Many people have leaks that they have not been able to find on there roof. We have done roof repairs for MANY people on this forum, and found and repaired leaks that others were not able to find. 

Things are slow right now, and I have some things I would like to purchase, first a new lower unit for one of my motors!

I would do the repairs myself (so I can keep the cash!)

I charge a flat rate of$300 for most all roof repairs, unless after getting on the roof I find extensive problems, such as rotten decking in the area, ect. If that were the case, I would give you a price to do the repair before doing anything to your roof.

I stand behind my work, as people will attest to on here. One incident a repair I had done over 2 years ago for a member of this forum, posted that he could not remember who did the work, but he had a leak.
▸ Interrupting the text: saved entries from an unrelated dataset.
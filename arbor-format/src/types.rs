//! Dataset element types and shapes

use crate::constants::{
    DTYPE_BOOL, DTYPE_BYTES, DTYPE_FLOAT64, DTYPE_INT64, RANK_SCALAR, RANK_VECTOR,
};
use crate::error::{ArborError, Result};
use std::fmt;

/// Element type of a dataset
#[derive(Debug, Clone, Copy, PartialEq, Eq)]
#[repr(u8)]
pub enum DType {
    /// Boolean, one byte per element
    Bool = DTYPE_BOOL,
    /// Signed 64-bit integer
    Int64 = DTYPE_INT64,
    /// 64-bit IEEE 754 float
    Float64 = DTYPE_FLOAT64,
    /// Variable-length byte string
    Bytes = DTYPE_BYTES,
}

impl DType {
    /// Convert from the on-disk code
    pub fn from_u8(val: u8) -> Result<Self> {
        match val {
            DTYPE_BOOL => Ok(DType::Bool),
            DTYPE_INT64 => Ok(DType::Int64),
            DTYPE_FLOAT64 => Ok(DType::Float64),
            DTYPE_BYTES => Ok(DType::Bytes),
            _ => Err(ArborError::UnsupportedFeature(format!(
                "Unknown dtype: {}",
                val
            ))),
        }
    }

    /// Short lowercase name, as shown by listings
    pub fn name(self) -> &'static str {
        match self {
            DType::Bool => "bool",
            DType::Int64 => "int64",
            DType::Float64 => "float64",
            DType::Bytes => "bytes",
        }
    }
}

impl fmt::Display for DType {
    fn fmt(&self, f: &mut fmt::Formatter<'_>) -> fmt::Result {
        f.write_str(self.name())
    }
}

/// Shape of a dataset: a single value or a one-dimensional vector
#[derive(Debug, Clone, Copy, PartialEq, Eq)]
pub enum Shape {
    /// Rank 0, exactly one element
    Scalar,
    /// Rank 1 with the given length
    Vector(usize),
}

impl Shape {
    /// Rank byte written to disk
    pub fn rank(self) -> u8 {
        match self {
            Shape::Scalar => RANK_SCALAR,
            Shape::Vector(_) => RANK_VECTOR,
        }
    }

    /// Number of elements described by this shape
    pub fn element_count(self) -> usize {
        match self {
            Shape::Scalar => 1,
            Shape::Vector(len) => len,
        }
    }
}

impl fmt::Display for Shape {
    fn fmt(&self, f: &mut fmt::Formatter<'_>) -> fmt::Result {
        match self {
            Shape::Scalar => f.write_str("()"),
            Shape::Vector(len) => write!(f, "({},)", len),
        }
    }
}
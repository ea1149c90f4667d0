//! Arbor I/O - Nested trees to hierarchical containers and back
//!
//! This crate provides the tree-level API on top of `arbor-format`:
//!
//! - The in-memory [`Tree`] model and the [`tree!`] literal macro
//! - [`write_tree`] / [`dict_to_container`]: one group per mapping, one
//!   dataset per leaf, with an optional JSON backup when the write fails
//! - [`read_tree`] / [`container_to_dict`]: the reverse, with list and
//!   string normalization
//! - [`list_container`] for inspecting a file without materializing a tree

#![deny(unsafe_code)]
#![warn(missing_docs)]

#[macro_use]
mod macros;

pub mod convert;
pub mod fallback;
pub mod file;
pub mod reader;
pub mod tree;
pub mod writer;

// Re-export commonly used types
pub use arbor_format::{ArborError, Limits, Result};
pub use fallback::{json_sibling_path, serialize_json};
pub use file::ContainerFile;
pub use reader::{list_container, read_tree, EntrySummary, TreeReader};
pub use tree::{tree_from_json, tree_to_json, Array, LeafValue, Scalar, Tree, TreeNode};
pub use writer::{write_tree, TreeWriter, WriteError, WriteOutcome, DETAIL_HINT};

use std::path::Path;
use tracing::error;

/// Options for [`write_tree`]
#[derive(Debug, Clone)]
pub struct WriteOptions {
    /// Write the tree as JSON next to the container if the container write fails
    pub use_json_backup: bool,
    /// Include the failing leaf's error in the diagnostics
    pub show_detail: bool,
    /// Security limits
    pub limits: Limits,
}

impl Default for WriteOptions {
    fn default() -> Self {
        Self {
            use_json_backup: false,
            show_detail: false,
            limits: Limits::default(),
        }
    }
}

/// Options for [`read_tree`]
#[derive(Debug, Clone)]
pub struct ReadOptions {
    /// Return sequences in list form rather than array-like form
    pub to_lists: bool,
    /// Decode scalar byte strings to text
    pub decode_strings: bool,
    /// Security limits
    pub limits: Limits,
}

impl Default for ReadOptions {
    fn default() -> Self {
        Self {
            to_lists: true,
            decode_strings: true,
            limits: Limits::default(),
        }
    }
}

/// Write `tree` to the container at `path`.
///
/// Returns `true` when the container was written, and also when it failed
/// but `use_json_backup` was set (the backup's own result is only logged).
/// Use [`write_tree`] to inspect the full outcome.
pub fn dict_to_container(
    tree: &Tree,
    path: impl AsRef<Path>,
    use_json_backup: bool,
    show_detail: bool,
) -> bool {
    let opts = WriteOptions {
        use_json_backup,
        show_detail,
        ..WriteOptions::default()
    };
    write_tree(tree, path, &opts).succeeded()
}

/// Read the container at `path` into a tree, or `None` if it cannot be read.
pub fn container_to_dict(
    path: impl AsRef<Path>,
    to_lists: bool,
    decode_strings: bool,
) -> Option<Tree> {
    let opts = ReadOptions {
        to_lists,
        decode_strings,
        ..ReadOptions::default()
    };
    match read_tree(path.as_ref(), &opts) {
        Ok(tree) => Some(tree),
        Err(e) => {
            error!(path = %path.as_ref().display(), "Failed to read container! ({})", e);
            None
        }
    }
}
mod config;
mod error;
mod handler;
mod loader;
mod note;
mod text;

pub use config::{Config, OutputConfig};
pub use error::ConvertError;
pub use handler::NoteHandler;
pub use loader::{load_note, parse_note};
pub use note::Note;
pub use text::{file_stem, note_to_text};

/// Convert note XML straight to output text using default config.
pub fn xml_to_text(xml: &str) -> Result<String, ConvertError> {
    xml_to_text_with_config(xml, &Config::default())
}

/// Convert note XML straight to output text with custom config.
pub fn xml_to_text_with_config(xml: &str, config: &Config) -> Result<String, ConvertError> {
    let note = parse_note(xml)?;
    Ok(note_to_text(&note, config))
}

#[cfg(test)]
mod tests {
    use super::*;

    #[test]
    fn xml_to_text_appends_tag_lines() {
        let text = xml_to_text(
            "<note><note-content>body\n</note-content><tag>system:todo</tag></note>",
        )
        .unwrap();
        assert_eq!(text, "body\n@todo\n");
    }

    #[test]
    fn xml_to_text_propagates_parse_errors() {
        assert!(xml_to_text("<note><unclosed></note>").is_err());
    }
}
use std::path::PathBuf;

/// Errors produced while loading and converting notes.
#[derive(Debug, thiserror::Error)]
pub enum ConvertError {
    /// The XML reader rejected the input.
    #[error("malformed note XML at byte {position}: {source}")]
    Malformed {
        position: u64,
        source: quick_xml::Error,
    },

    /// A last-change-date value no accepted format matches.
    #[error("unrecognized timestamp {value:?}")]
    Timestamp { value: String },

    /// The note file could not be read.
    #[error("cannot read {}: {}", .path.display(), .source)]
    Io {
        path: PathBuf,
        source: std::io::Error,
    },
}
use std::fs;
use std::io::ErrorKind;
use std::path::Path;

use serde::Deserialize;

#[derive(Debug, Deserialize, Default)]
#[serde(default)]
pub struct Config {
    pub output: OutputConfig,
}

#[derive(Debug, Deserialize)]
#[serde(default)]
pub struct OutputConfig {
    pub extension: String,
    pub append_tags: bool,
    pub preserve_mtime: bool,
    pub notebook_dirs: bool,
}

impl Default for OutputConfig {
    fn default() -> Self {
        Self {
            extension: "md".to_string(),
            append_tags: true,
            preserve_mtime: true,
            notebook_dirs: true,
        }
    }
}

impl Config {
    /// Load config from a TOML file, or return defaults if not found.
    pub fn load(path: &Path) -> Self {
        match fs::read_to_string(path) {
            Ok(content) => match toml::from_str(&content) {
                Ok(config) => config,
                Err(err) => {
                    tracing::warn!("ignoring unparseable config {}: {err}", path.display());
                    Self::default()
                }
            },
            Err(err) => {
                if err.kind() != ErrorKind::NotFound {
                    tracing::warn!("ignoring unreadable config {}: {err}", path.display());
                }
                Self::default()
            }
        }
    }
}

#[cfg(test)]
mod tests {
    use super::*;

    #[test]
    fn defaults_apply() {
        let config = Config::default();
        assert_eq!(config.output.extension, "md");
        assert!(config.output.append_tags);
        assert!(config.output.preserve_mtime);
        assert!(config.output.notebook_dirs);
    }

    #[test]
    fn partial_file_keeps_remaining_defaults() {
        let config: Config =
            toml::from_str("[output]\nextension = \"txt\"\nappend_tags = false\n").unwrap();
        assert_eq!(config.output.extension, "txt");
        assert!(!config.output.append_tags);
        assert!(config.output.preserve_mtime);
    }

    #[test]
    fn missing_file_loads_defaults() {
        let dir = tempfile::tempdir().unwrap();
        let config = Config::load(&dir.path().join("nope.toml"));
        assert_eq!(config.output.extension, "md");
    }

    #[test]
    fn unreadable_file_loads_defaults() {
        let dir = tempfile::tempdir().unwrap();
        let path = dir.path().join("garbled.toml");
        fs::write(&path, [0xff, 0xfe, 0xfd]).unwrap();
        let config = Config::load(&path);
        assert_eq!(config.output.extension, "md");
    }
}
use chrono::{DateTime, FixedOffset};

/// A fully converted note: formatted body text plus extracted metadata.
#[derive(Debug, Clone, Default)]
pub struct Note {
    pub title: String,
    /// Body with inline markers, list bullets, and header prefixes.
    pub content: String,
    pub last_change: Option<DateTime<FixedOffset>>,
    /// Plain tags in document order, `system:` prefix stripped.
    pub tags: Vec<String>,
    /// Notebook membership, carried by a `system:notebook:NAME` tag
    /// rather than appearing in `tags`.
    pub notebook: Option<String>,
}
I went back out to fix it myself free of charge, even though it had passed the 1 year warranty. Turned out it was not our repair, but damage to the metal chimney cap at some point after the repair that was allowing water in. The member was very nice and paid me for the new repair (it DOES pay to be honest!)

If you need a repair, please PM or call me, (850) 777-1221

With as much trash as I have talked about the upcoming PFF Unofficial Shark Tourney in April,it would be a shame if I didn't get my Pro-Cat back in the water in time to win it again!!!!

I have pages and pages of Commercial and Government references.

Thanx!


----------



## rocklobster (Oct 1, 2007)

Clay-doh,

Just read your post. I guess I'm getting psychic or something since I called on you to fix my neighbor's roof beforehand! Thanks for helping Anna out. I really appreciate you coming out in the rain to climb on a wet roof and I know she does too. 

Folks, he may be a character, but his work is second to none. Give the guy a job and he'll do it right the first time.

Thanks again, Clay.


----------



## Team Hobie (Oct 9, 2007)

Clay and his crew did our roof last year. They were professional, speedy and the work is great. I am sure he will do the same for you. If he doesn't then just go shark fishing with him and use him for chum.

Ted Gorder


----------



## Clay-Doh (Oct 2, 2007)

Thanx rocklobster and Team Hobie! Appreciate the kind words!

Will call you this afternoon Eric, thank you for the oppurtunity.


----------